I mentioned video to a colleague, who happens to be a librarian himself, and he rattled off a number of videos similar to this one.  All produced college media centers, going for that not quite pro feeling that characterizes YouTube these days.  All trying, by the way, to use the web tools to get students off the web an into the physical space of the library itself.  Ironic, no?

So, what is happening?

In part, the professionals are trying to catch up to the amateurs.  Young people seem to enjoy the shaky, poor quality productions of their peers, often over the slick message-pushing videos calculated to catch their interest.  For those of us trying to get them to adopt habits (such as going to the library or check their disks for viruses), this pro-am production level is tantalizing.  What I’m curious about (seriously!) is … do these attempts have any effect on the target audience?  Or are we actually annoying them, ineffectually, by trying to co-op their turf?

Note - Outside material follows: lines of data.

//! Port traits: the boundary between the controller and the outside world.
//!
//! ```text
//!   Adapter ──▶ Port trait ──▶ Controller / DisplayTask (domain)
//! ```
//!
//! Driven adapters (process I/O, clock, display, indicators, event sinks)
//! implement these traits.  The domain consumes them via generics, so the
//! control law never touches hardware directly and runs unchanged against
//! the simulated tank on the host.

use crate::app::events::ControlEvent;
use crate::control::mode::Mode;
use crate::display::DisplayFrame;

// ───────────────────────────────────────────────────────────────
// Channel identities
// ───────────────────────────────────────────────────────────────

/// Analog process sensors.
#[derive(Debug, Clone, Copy, PartialEq, Eq, Hash)]
pub enum AnalogInput {
    FluidLevel,
    OutputFlow,
}

/// Operator trimmers, sampled as plain converter codes.
#[derive(Debug, Clone, Copy, PartialEq, Eq, Hash)]
pub enum DiscreteInput {
    Setpoint,
    ManualVoltage,
}

/// Two-position switches.
#[derive(Debug, Clone, Copy, PartialEq, Eq, Hash)]
pub enum SwitchInput {
    AutoManual,
}

/// Analog actuator outputs.
#[derive(Debug, Clone, Copy, PartialEq, Eq, Hash)]
pub enum AnalogOutput {
    Pump,
}

// ───────────────────────────────────────────────────────────────
// Process I/O port (driven adapter: hardware ⇄ domain)
// ───────────────────────────────────────────────────────────────

/// Raw process I/O used by the periodic tick.
///
/// Every call is assumed to succeed and to return promptly: implementations
/// run inside the timer context and must never block.
pub trait ProcessIo {
    fn read_analog_input(&mut self, channel: AnalogInput) -> u16;

    fn read_discrete_input(&mut self, channel: DiscreteInput) -> u16;

    /// `true` when the switch is on.
    fn read_switch(&mut self, channel: SwitchInput) -> bool;

    fn write_analog_output(&mut self, channel: AnalogOutput, code: u16);
}

// ───────────────────────────────────────────────────────────────
// Clock port
// ───────────────────────────────────────────────────────────────

/// Monotonic elapsed-time source for the display refresh gate.
pub trait ClockPort {
    /// Milliseconds since an arbitrary fixed origin.
    fn now_ms(&self) -> u64;
}

// ───────────────────────────────────────────────────────────────
// Display and indicator ports (background context only)
// ───────────────────────────────────────────────────────────────

/// Renders a published controller frame.  Text layout is the adapter's job.
pub trait DisplayPort {
    fn render(&mut self, frame: &DisplayFrame);
}

/// Front-panel LEDs.
pub trait IndicatorPort {
    /// Light the first `segments` LEDs of the level bar, clear the rest.
    fn show_level(&mut self, segments: u8);

    /// Light exactly one of the Manual/Auto LEDs.
    fn show_mode(&mut self, mode: Mode);
}

// ───────────────────────────────────────────────────────────────
// Event sink port (driven adapter: domain → logging / telemetry)
// ───────────────────────────────────────────────────────────────

/// Receives [`ControlEvent`]s drained from the tick's event queue.
pub trait EventSink {
    fn emit(&mut self, event: &ControlEvent);
}
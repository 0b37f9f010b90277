//! Application boundary: port traits and the events crossing them.
//!
//! All interaction with hardware happens through the traits in [`ports`],
//! keeping the controller and display logic fully testable without real
//! peripherals.

pub mod events;
pub mod ports;
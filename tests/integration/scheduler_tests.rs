//! Integration tests: ControlScheduler → Controller → ProcessIo.

use tankctl::app::events::{ControlEvent, EventConsumer, EventQueue, drain_events};
use tankctl::app::ports::{AnalogInput, AnalogOutput, DiscreteInput, SwitchInput};
use tankctl::config::{ControllerConfig, PidParameters};
use tankctl::control::mode::Mode;
use tankctl::controller::Controller;
use tankctl::display::DisplayFrame;
use tankctl::display::handshake::{Handshake, HandshakeConsumer};
use tankctl::scheduler::ControlScheduler;

use crate::mock_hw::{IoCall, MockIo, RecordingSink};

/// 2.0 V on the manual trimmer / pump output.
const TWO_VOLTS: u16 = 95 + 792;
/// 2.5 V on the pump output.
const TWO_AND_A_HALF_VOLTS: u16 = 95 + 990;

type Rig<'a> = (
    ControlScheduler<'a, MockIo>,
    HandshakeConsumer<'a, DisplayFrame>,
    EventConsumer<'a>,
);

fn rig<'a>(
    hs: &'a mut Handshake<DisplayFrame>,
    queue: &'a mut EventQueue,
    config: &ControllerConfig,
    io: MockIo,
) -> Rig<'a> {
    let (tx, rx) = hs.split();
    let (ev_tx, ev_rx) = queue.split();
    let controller = Controller::new(config).unwrap();
    (ControlScheduler::new(controller, io, tx, ev_tx), rx, ev_rx)
}

// ── Per-tick I/O sequence ─────────────────────────────────────

#[test]
fn manual_tick_reads_inputs_then_writes_then_samples_switch() {
    let (mut hs, mut q) = (Handshake::new(DisplayFrame::default()), EventQueue::new());
    let (mut sched, _rx, _ev) = rig(&mut hs, &mut q, &ControllerConfig::default(), MockIo::new());

    sched.on_tick();

    assert_eq!(
        sched.io().calls,
        vec![
            IoCall::ReadAnalog(AnalogInput::FluidLevel),
            IoCall::ReadAnalog(AnalogInput::OutputFlow),
            IoCall::ReadDiscrete(DiscreteInput::Setpoint),
            IoCall::ReadDiscrete(DiscreteInput::ManualVoltage),
            IoCall::Write(AnalogOutput::Pump, 95),
            IoCall::ReadSwitch(SwitchInput::AutoManual),
        ]
    );
}

#[test]
fn auto_tick_never_reads_the_manual_trimmer() {
    let io = MockIo {
        auto: true,
        ..MockIo::new()
    };
    let (mut hs, mut q) = (Handshake::new(DisplayFrame::default()), EventQueue::new());
    let (mut sched, _rx, _ev) = rig(&mut hs, &mut q, &ControllerConfig::default(), io);

    sched.on_tick();
    sched.io_mut().clear_calls();
    sched.on_tick();

    let calls = &sched.io().calls;
    assert!(!calls.contains(&IoCall::ReadDiscrete(DiscreteInput::ManualVoltage)));
    assert_eq!(calls.first(), Some(&IoCall::ReadAnalog(AnalogInput::FluidLevel)));
    assert_eq!(calls.last(), Some(&IoCall::ReadSwitch(SwitchInput::AutoManual)));
    assert_eq!(sched.io().pump_writes().len(), 1);
}

// ── Bumpless transfer end to end ──────────────────────────────

#[test]
fn manual_to_auto_is_bumpless_up_to_the_bias() {
    let io = MockIo {
        manual: TWO_VOLTS,
        ..MockIo::new()
    };
    let (mut hs, mut q) = (Handshake::new(DisplayFrame::default()), EventQueue::new());
    let (mut sched, _rx, _ev) = rig(&mut hs, &mut q, &ControllerConfig::default(), io);

    sched.on_tick();
    assert_eq!(sched.io().last_pump_code(), Some(TWO_VOLTS));

    sched.io_mut().auto = true;
    sched.on_tick(); // still Manual, raises the transfer
    assert_eq!(sched.io().last_pump_code(), Some(TWO_VOLTS));
    assert!(sched.controller().transfer_pending());

    let out = sched.on_tick();
    assert_eq!(out.mode, Mode::Auto);
    // Zero error: the PID reproduces the manual 2.0 V plus the 0.5 V bias.
    assert_eq!(out.output_code, TWO_AND_A_HALF_VOLTS);
}

#[test]
fn basic_preset_transfer_has_no_bias_step() {
    let io = MockIo {
        manual: TWO_VOLTS,
        auto: true,
        ..MockIo::new()
    };
    let config = ControllerConfig {
        pid: PidParameters::basic(),
        ..ControllerConfig::default()
    };
    let (mut hs, mut q) = (Handshake::new(DisplayFrame::default()), EventQueue::new());
    let (mut sched, _rx, _ev) = rig(&mut hs, &mut q, &config, io);

    sched.on_tick();
    assert_eq!(sched.on_tick().output_code, TWO_VOLTS);
}

#[test]
fn steady_inputs_give_a_steady_output() {
    // Codes below code_min read as zero, so setpoint and level agree.
    let io = MockIo {
        manual: TWO_VOLTS,
        level: 10,
        setpoint: 20,
        auto: true,
        ..MockIo::new()
    };
    let (mut hs, mut q) = (Handshake::new(DisplayFrame::default()), EventQueue::new());
    let (mut sched, _rx, _ev) = rig(&mut hs, &mut q, &ControllerConfig::default(), io);

    for _ in 0..200 {
        sched.on_tick();
    }
    let writes = sched.io().pump_writes();
    assert!(writes[1..].iter().all(|c| *c == TWO_AND_A_HALF_VOLTS), "{writes:?}");
}

#[test]
fn every_reentry_into_auto_is_bumpless() {
    let io = MockIo {
        manual: TWO_VOLTS,
        ..MockIo::new()
    };
    let (mut hs, mut q) = (Handshake::new(DisplayFrame::default()), EventQueue::new());
    let (mut sched, _rx, _ev) = rig(&mut hs, &mut q, &ControllerConfig::default(), io);

    for round in 0..3 {
        sched.io_mut().auto = true;
        sched.on_tick();
        let first_auto = sched.on_tick();
        assert_eq!(first_auto.mode, Mode::Auto, "round {round}");
        assert_eq!(first_auto.output_code, TWO_AND_A_HALF_VOLTS, "round {round}");

        // Drive the integrator somewhere else before leaving Auto.
        sched.io_mut().setpoint = 95 + 2000;
        for _ in 0..20 {
            sched.on_tick();
        }
        sched.io_mut().setpoint = 0;
        sched.io_mut().auto = false;
        sched.on_tick();
        assert_eq!(sched.on_tick().output_code, TWO_VOLTS, "round {round}");
    }
}

// ── Events ────────────────────────────────────────────────────

#[test]
fn switch_flips_are_drained_in_order() {
    let (mut hs, mut q) = (Handshake::new(DisplayFrame::default()), EventQueue::new());
    let (mut sched, _rx, mut ev) =
        rig(&mut hs, &mut q, &ControllerConfig::default(), MockIo::new());

    let pattern = [false, true, true, false, true, false, false];
    for auto in pattern {
        sched.io_mut().auto = auto;
        sched.on_tick();
    }

    let mut sink = RecordingSink::default();
    assert_eq!(drain_events(&mut ev, &mut sink), 4);
    let transitions: Vec<(Mode, Mode, u32)> = sink
        .events
        .iter()
        .map(|e| match *e {
            ControlEvent::ModeChanged { from, to, tick } => (from, to, tick),
            other => panic!("unexpected {other:?}"),
        })
        .collect();
    assert_eq!(
        transitions,
        vec![
            (Mode::Manual, Mode::Auto, 2),
            (Mode::Auto, Mode::Manual, 4),
            (Mode::Manual, Mode::Auto, 5),
            (Mode::Auto, Mode::Manual, 6),
        ]
    );
    assert_eq!(sched.dropped_events(), 0);
}

#[test]
fn out_of_range_codes_never_disturb_the_loop() {
    let io = MockIo {
        level: u16::MAX,
        flow: u16::MAX,
        setpoint: u16::MAX,
        manual: u16::MAX,
        auto: true,
        ..MockIo::new()
    };
    let (mut hs, mut q) = (Handshake::new(DisplayFrame::default()), EventQueue::new());
    let (mut sched, _rx, _ev) = rig(&mut hs, &mut q, &ControllerConfig::default(), io);

    for _ in 0..100 {
        let out = sched.on_tick();
        assert!(out.output_code <= 4055);
    }
    let s = sched.controller().signals();
    assert!(s.current_fluid_level <= 0.1001 + 1e-6);
    assert!(s.current_setpoint <= 0.1 + 1e-6);
    assert!(s.pid_control_voltage.is_finite());
}
//! Periodic control entry point.
//!
//! [`ControlScheduler::on_tick`] is the only thing the timer callback calls.
//! It runs one controller tick, publishes noteworthy edges into the event
//! queue and advances the display handshake by one step.
//!
//! ```text
//! ┌──────────────────────────────────────────────────────────────┐
//! │                 esp_timer / sim thread (every T0)            │
//! │                              │                               │
//! │                              ▼                               │
//! │  ┌────────────────────────────────────────────────────────┐  │
//! │  │  Controller::tick(io)                                  │  │
//! │  │    level ─▶ flow ─▶ setpoint ─▶ PID | manual ─▶ pump   │  │
//! │  └───────────────────────┬────────────────────────────────┘  │
//! │                          │                                   │
//! │          ┌───────────────┴───────────────┐                   │
//! │          ▼                               ▼                   │
//! │   EventProducer::enqueue         HandshakeProducer::poll     │
//! │   (mode / saturation edges)      (DisplayFrame on request)   │
//! └──────────────────────────────────────────────────────────────┘
//! ```
//!
//! Nothing here blocks, allocates or logs.

use crate::app::events::{ControlEvent, EventProducer};
use crate::app::ports::ProcessIo;
use crate::control::mode::Mode;
use crate::controller::{Controller, TickOutcome};
use crate::display::DisplayFrame;
use crate::display::handshake::HandshakeProducer;

// ═══════════════════════════════════════════════════════════════
//  Scheduler
// ═══════════════════════════════════════════════════════════════

/// Owns the controller and the producer halves of both cross-context
/// channels for the lifetime of the timer.
pub struct ControlScheduler<'a, IO: ProcessIo> {
    controller: Controller,
    io: IO,
    display: HandshakeProducer<'a, DisplayFrame>,
    events: EventProducer<'a>,
    tick: u32,
    was_saturated: bool,
    dropped_events: u32,
}

impl<'a, IO: ProcessIo> ControlScheduler<'a, IO> {
    pub fn new(
        controller: Controller,
        io: IO,
        display: HandshakeProducer<'a, DisplayFrame>,
        events: EventProducer<'a>,
    ) -> Self {
        Self {
            controller,
            io,
            display,
            events,
            tick: 0,
            was_saturated: false,
            dropped_events: 0,
        }
    }

    /// One sample period.  Called from the periodic timer context.
    pub fn on_tick(&mut self) -> TickOutcome {
        let outcome = self.controller.tick(&mut self.io);
        self.tick = self.tick.wrapping_add(1);
        let tick = self.tick;

        if outcome.next_mode != outcome.mode {
            self.publish(ControlEvent::ModeChanged {
                from: outcome.mode,
                to: outcome.next_mode,
                tick,
            });
        }

        // Saturation edges are only meaningful while the PID is in charge;
        // leaving Auto while saturated reports the clear on the next Auto
        // tick that is in range.
        if outcome.mode == Mode::Auto {
            match (self.was_saturated, outcome.saturated) {
                (false, true) => self.publish(ControlEvent::SaturationEntered { tick }),
                (true, false) => self.publish(ControlEvent::SaturationCleared { tick }),
                _ => {}
            }
            self.was_saturated = outcome.saturated;
        }

        let controller = &self.controller;
        self.display.poll(|| DisplayFrame {
            signals: *controller.signals(),
            mode: controller.mode(),
            output_code: outcome.output_code,
            tick,
        });

        outcome
    }

    fn publish(&mut self, event: ControlEvent) {
        if self.events.enqueue(event).is_err() {
            self.dropped_events = self.dropped_events.saturating_add(1);
        }
    }

    pub fn controller(&self) -> &Controller {
        &self.controller
    }

    pub fn io(&self) -> &IO {
        &self.io
    }

    pub fn io_mut(&mut self) -> &mut IO {
        &mut self.io
    }

    /// Ticks run since start (wraps).
    pub fn tick_count(&self) -> u32 {
        self.tick
    }

    /// Events lost because the background loop fell behind.
    pub fn dropped_events(&self) -> u32 {
        self.dropped_events
    }
}

// ═══════════════════════════════════════════════════════════════
//  Tests
// ═══════════════════════════════════════════════════════════════
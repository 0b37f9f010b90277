//! Front-panel LEDs: five-segment level bar plus Manual/Auto lamps.
//!
//! Generic over `embedded_hal::digital::OutputPin` so the same driver runs
//! on `esp-idf-hal` pin drivers and on test doubles.  A failed pin write
//! only costs one refresh, so errors are dropped.

use embedded_hal::digital::{OutputPin, PinState};

use crate::app::ports::IndicatorPort;
use crate::control::mode::Mode;
use crate::display::indicators::mode_lamps;

pub struct PanelLeds<P: OutputPin> {
    bar: [P; 5],
    manual: P,
    auto: P,
}

impl<P: OutputPin> PanelLeds<P> {
    /// `bar` is ordered lowest segment first.
    pub fn new(bar: [P; 5], manual: P, auto: P) -> Self {
        Self { bar, manual, auto }
    }
}

impl<P: OutputPin> IndicatorPort for PanelLeds<P> {
    fn show_level(&mut self, segments: u8) {
        for (i, led) in self.bar.iter_mut().enumerate() {
            let _ = led.set_state(PinState::from(i < usize::from(segments)));
        }
    }

    fn show_mode(&mut self, mode: Mode) {
        let (manual, auto) = mode_lamps(mode);
        let _ = self.manual.set_state(PinState::from(manual));
        let _ = self.auto.set_state(PinState::from(auto));
    }
}
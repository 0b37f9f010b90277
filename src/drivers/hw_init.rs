//! One-shot hardware peripheral initialization.
//!
//! Configures the ADC1 channels and the pump's LEDC timer/channel using raw
//! ESP-IDF sys calls.  Called once from `main()` before the control timer
//! starts.  GPIO pins are owned through `esp-idf-hal` drivers instead.

#[cfg(target_os = "espidf")]
use esp_idf_svc::sys::*;

#[cfg(target_os = "espidf")]
use log::info;

#[cfg(target_os = "espidf")]
use crate::pins;

// ── Error type ────────────────────────────────────────────────

/// Errors during one-shot peripheral initialization.
#[derive(Debug, Clone, Copy, PartialEq, Eq)]
pub enum HwInitError {
    AdcInitFailed(i32),
    LedcInitFailed(i32),
    TimerStartFailed(i32),
}

impl core::fmt::Display for HwInitError {
    fn fmt(&self, f: &mut core::fmt::Formatter<'_>) -> core::fmt::Result {
        match self {
            Self::AdcInitFailed(rc) => write!(f, "ADC1 init failed (rc={})", rc),
            Self::LedcInitFailed(rc) => write!(f, "LEDC timer/channel config failed (rc={})", rc),
            Self::TimerStartFailed(rc) => write!(f, "control timer start failed (rc={})", rc),
        }
    }
}

impl core::error::Error for HwInitError {}

#[cfg(target_os = "espidf")]
pub fn init_peripherals() -> crate::error::Result<()> {
    // SAFETY: Called once from main() before the control timer; single-threaded.
    unsafe {
        init_adc()?;
        init_ledc()?;
    }
    info!("hw_init: all peripherals configured");
    Ok(())
}

#[cfg(not(target_os = "espidf"))]
pub fn init_peripherals() -> crate::error::Result<()> {
    log::info!("hw_init(sim): peripheral init skipped");
    Ok(())
}

// ── ADC (oneshot) ─────────────────────────────────────────────

#[cfg(target_os = "espidf")]
static mut ADC1_HANDLE: adc_oneshot_unit_handle_t = core::ptr::null_mut();

/// SAFETY: `ADC1_HANDLE` is written once by `init_adc()` before the control
/// timer starts; afterwards only the timer task reads it.
#[cfg(target_os = "espidf")]
unsafe fn adc1_handle() -> adc_oneshot_unit_handle_t {
    unsafe { ADC1_HANDLE }
}

#[cfg(target_os = "espidf")]
unsafe fn init_adc() -> Result<(), HwInitError> {
    let init_cfg = adc_oneshot_unit_init_cfg_t {
        unit_id: adc_unit_t_ADC_UNIT_1,
        ulp_mode: adc_ulp_mode_t_ADC_ULP_MODE_DISABLE,
        ..Default::default()
    };
    // SAFETY: ADC1_HANDLE is only written here, once at boot.
    let ret = unsafe { adc_oneshot_new_unit(&init_cfg, &raw mut ADC1_HANDLE) };
    if ret != ESP_OK as i32 {
        return Err(HwInitError::AdcInitFailed(ret));
    }

    let chan_cfg = adc_oneshot_chan_cfg_t {
        atten: adc_atten_t_ADC_ATTEN_DB_12,
        bitwidth: adc_bitwidth_t_ADC_BITWIDTH_12,
    };

    let channels = [
        pins::LEVEL_ADC_CHANNEL,
        pins::FLOW_ADC_CHANNEL,
        pins::SETPOINT_ADC_CHANNEL,
        pins::MANUAL_ADC_CHANNEL,
    ];
    for channel in channels {
        let ret = unsafe { adc_oneshot_config_channel(adc1_handle(), channel, &chan_cfg) };
        if ret != ESP_OK as i32 {
            return Err(HwInitError::AdcInitFailed(ret));
        }
    }

    info!("hw_init: ADC1 configured (CH0=level, CH1=flow, CH2=setpoint, CH3=manual)");
    Ok(())
}

/// Read one 12-bit ADC1 sample.  A failed conversion reads as 0, which the
/// converter clamps like any other out-of-range code.
#[cfg(target_os = "espidf")]
pub fn adc1_read(channel: u32) -> u16 {
    let mut raw: i32 = 0;
    // SAFETY: adc1_handle() contract; only the control timer task reads.
    let ret = unsafe { adc_oneshot_read(adc1_handle(), channel, &mut raw) };
    if ret != ESP_OK as i32 {
        return 0;
    }
    raw.max(0) as u16
}

#[cfg(not(target_os = "espidf"))]
pub fn adc1_read(_channel: u32) -> u16 {
    0
}

// ── LEDC PWM ─────────────────────────────────────────────────

pub const LEDC_CH_PUMP: u32 = 0;

#[cfg(target_os = "espidf")]
unsafe fn init_ledc() -> Result<(), HwInitError> {
    let timer0 = ledc_timer_config_t {
        speed_mode: ledc_mode_t_LEDC_LOW_SPEED_MODE,
        timer_num: ledc_timer_t_LEDC_TIMER_0,
        duty_resolution: ledc_timer_bit_t_LEDC_TIMER_12_BIT,
        freq_hz: pins::PUMP_PWM_FREQ_HZ,
        clk_cfg: soc_periph_ledc_clk_src_legacy_t_LEDC_AUTO_CLK,
        ..Default::default()
    };
    // SAFETY: Called from the single main-task context via init_peripherals().
    let ret = unsafe { ledc_timer_config(&timer0) };
    if ret != ESP_OK as i32 {
        return Err(HwInitError::LedcInitFailed(ret));
    }

    let ret = unsafe {
        ledc_channel_config(&ledc_channel_config_t {
            speed_mode: ledc_mode_t_LEDC_LOW_SPEED_MODE,
            channel: LEDC_CH_PUMP,
            timer_sel: ledc_timer_t_LEDC_TIMER_0,
            gpio_num: pins::PUMP_PWM_GPIO,
            duty: 0,
            hpoint: 0,
            ..Default::default()
        })
    };
    if ret != ESP_OK as i32 {
        return Err(HwInitError::LedcInitFailed(ret));
    }

    info!(
        "hw_init: LEDC configured (pump=CH0, {}-bit @ {} Hz)",
        pins::PWM_RESOLUTION_BITS,
        pins::PUMP_PWM_FREQ_HZ
    );
    Ok(())
}

#[cfg(target_os = "espidf")]
pub fn ledc_set(channel: u32, duty: u32) {
    // SAFETY: LEDC channels were configured in init_ledc(); only the
    // control timer task writes the pump duty.
    unsafe {
        ledc_set_duty(ledc_mode_t_LEDC_LOW_SPEED_MODE, channel, duty);
        ledc_update_duty(ledc_mode_t_LEDC_LOW_SPEED_MODE, channel);
    }
}

#[cfg(not(target_os = "espidf"))]
pub fn ledc_set(_channel: u32, _duty: u32) {}

#[cfg(test)]
mod tests {
    use super::*;

    #[test]
    fn errors_name_the_failing_peripheral() {
        assert_eq!(HwInitError::AdcInitFailed(-1).to_string(), "ADC1 init failed (rc=-1)");
        assert!(HwInitError::TimerStartFailed(259).to_string().contains("259"));
    }

    #[test]
    fn host_init_is_a_no_op() {
        let result: crate::error::Result<()> = init_peripherals();
        assert_eq!(result, Ok(()));
        assert_eq!(adc1_read(crate::pins::LEVEL_ADC_CHANNEL), 0);
    }
}
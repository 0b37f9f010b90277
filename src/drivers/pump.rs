//! Pump drive output.
//!
//! The pump amplifier takes a 0 – 10 V control signal produced by filtering
//! a 12-bit LEDC PWM.  The PWM duty is the actuator code itself, so the
//! output stage's code maps straight onto the register.
//!
//! ## Dual-target design
//!
//! On ESP-IDF: drives the LEDC channel via hw_init helpers.
//! On host/test: tracks the code in-memory only.

use crate::drivers::hw_init;

/// Highest duty the 12-bit timer accepts.
pub const MAX_DUTY: u16 = (1 << 12) - 1;

#[derive(Debug, Default)]
pub struct PumpDriver {
    code: u16,
}

impl PumpDriver {
    pub fn new() -> Self {
        Self::default()
    }

    /// Drive the pump with `code`, clipped to the timer resolution.
    pub fn write(&mut self, code: u16) {
        let duty = code.min(MAX_DUTY);
        hw_init::ledc_set(hw_init::LEDC_CH_PUMP, u32::from(duty));
        self.code = duty;
    }

    /// Duty currently applied.
    pub fn code(&self) -> u16 {
        self.code
    }
}
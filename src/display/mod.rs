//! Display side of the controller.
//!
//! ```text
//!  ControlScheduler ──▶ HandshakeProducer ═══▶ HandshakeConsumer ──▶ DisplayTask
//!  (timer context)            four atomic flags + one slot           (background)
//!                                                                     ├─▶ DisplayPort
//!                                                                     └─▶ IndicatorPort
//! ```
//!
//! The periodic tick publishes a [`DisplayFrame`] only when the display
//! asked for one, so the slow consumer never stalls the control loop and
//! never sees a half-written frame.

pub mod handshake;
pub mod indicators;
pub mod task;

use serde::Serialize;

use crate::control::mode::Mode;
use crate::control::signals::SignalSnapshot;

/// One consistent view of the controller, as published through the handshake.
#[derive(Debug, Clone, Copy, Default, PartialEq, Serialize)]
pub struct DisplayFrame {
    pub signals: SignalSnapshot,
    pub mode: Mode,
    /// Code last written to the pump.
    pub output_code: u16,
    /// Scheduler tick count when the frame was captured.
    pub tick: u32,
}
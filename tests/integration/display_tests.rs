//! Integration tests: ControlScheduler → handshake → DisplayTask.
//!
//! Single-threaded: every step runs one tick, one display poll, then moves
//! the clock by one sample period (100 ms).

use tankctl::app::events::EventQueue;
use tankctl::config::ControllerConfig;
use tankctl::control::mode::Mode;
use tankctl::controller::Controller;
use tankctl::display::DisplayFrame;
use tankctl::display::handshake::Handshake;
use tankctl::display::task::DisplayTask;
use tankctl::scheduler::ControlScheduler;

use crate::mock_hw::{ManualClock, MockIo, RecordingDisplay, RecordingLeds};

const PERIOD_MS: u64 = 100;

/// ~6.5 cm on the level sensor.
const LEVEL_6_5_CM: u16 = 2666;

struct Bench {
    display: RecordingDisplay,
    leds: RecordingLeds,
}

/// Run `steps` tick/poll pairs and return what reached the display.
fn run(
    io: MockIo,
    refresh_ms: u32,
    steps: usize,
    mut each: impl FnMut(usize, &mut MockIo),
) -> Bench {
    let config = ControllerConfig::default();
    let mut hs = Handshake::new(DisplayFrame::default());
    let mut queue = EventQueue::new();
    let (tx, rx) = hs.split();
    let (ev_tx, _ev_rx) = queue.split();
    let mut sched = ControlScheduler::new(Controller::new(&config).unwrap(), io, tx, ev_tx);

    let clock = ManualClock::default();
    let mut task = DisplayTask::new(rx, clock.clone(), refresh_ms);
    let mut bench = Bench {
        display: RecordingDisplay::default(),
        leds: RecordingLeds::default(),
    };

    for step in 0..steps {
        each(step, sched.io_mut());
        sched.on_tick();
        task.poll(&mut bench.display, &mut bench.leds);
        clock.advance(PERIOD_MS);
    }
    assert_eq!(task.frames_rendered() as usize, bench.display.frames.len());
    bench
}

fn ticks(bench: &Bench) -> Vec<u32> {
    bench.display.frames.iter().map(|f| f.tick).collect()
}

#[test]
fn one_exchange_spans_three_ticks() {
    // Refresh shorter than an exchange: the handshake sets the pace.
    let bench = run(MockIo::new(), 250, 12, |_, _| {});
    assert_eq!(ticks(&bench), vec![3, 6, 9, 12]);
}

#[test]
fn refresh_interval_gates_new_requests() {
    let bench = run(MockIo::new(), 1_000, 30, |_, _| {});
    assert_eq!(ticks(&bench), vec![3, 13, 23]);
}

#[test]
fn leds_follow_level_and_mode() {
    let io = MockIo {
        level: LEVEL_6_5_CM,
        ..MockIo::new()
    };
    let bench = run(io, 250, 7, |step, io| io.auto = step >= 4);

    let frames = &bench.display.frames;
    assert_eq!(frames.len(), 2);
    assert_eq!(frames[0].mode, Mode::Manual);
    assert_eq!(frames[1].mode, Mode::Auto);
    assert_eq!(bench.leds.level, Some(3));
    assert_eq!(bench.leds.mode, Some(Mode::Auto));
}

#[test]
fn frame_carries_the_tick_it_was_built_on() {
    let io = MockIo {
        level: LEVEL_6_5_CM,
        manual: 95 + 792,
        ..MockIo::new()
    };
    let bench = run(io, 250, 3, |_, _| {});

    let frame = bench.display.frames[0];
    assert_eq!(frame.tick, 3);
    assert_eq!(frame.output_code, 95 + 792);
    assert!((frame.signals.current_fluid_level - 0.065).abs() < 1e-4);
    assert!((frame.signals.manual_control_voltage - 2.0).abs() < 1e-6);
}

When I sit on the sidelines to take a breather, I am sometimes struck by the way the youth is constantly code-switching and changing preferred media in what seems an unconscious (or maybe conscious) attempt to keep the adults in the dark.  Like prisoners constantly changing their jail-house code so that they can have private conversations, youth seem to be on the move with what is really “in” today.  Much to the frustration of adults who are trying to ramp up their skills so that they can also participate in the conversation.

What I would like to know is this – are the efforts worth it?  Do we get more students into the library or to run virus scans or whatever?  Or are they already onto the next thing while we are blissfully congratulating ourselves on “reaching them”?  If you have data or literature to share, please do!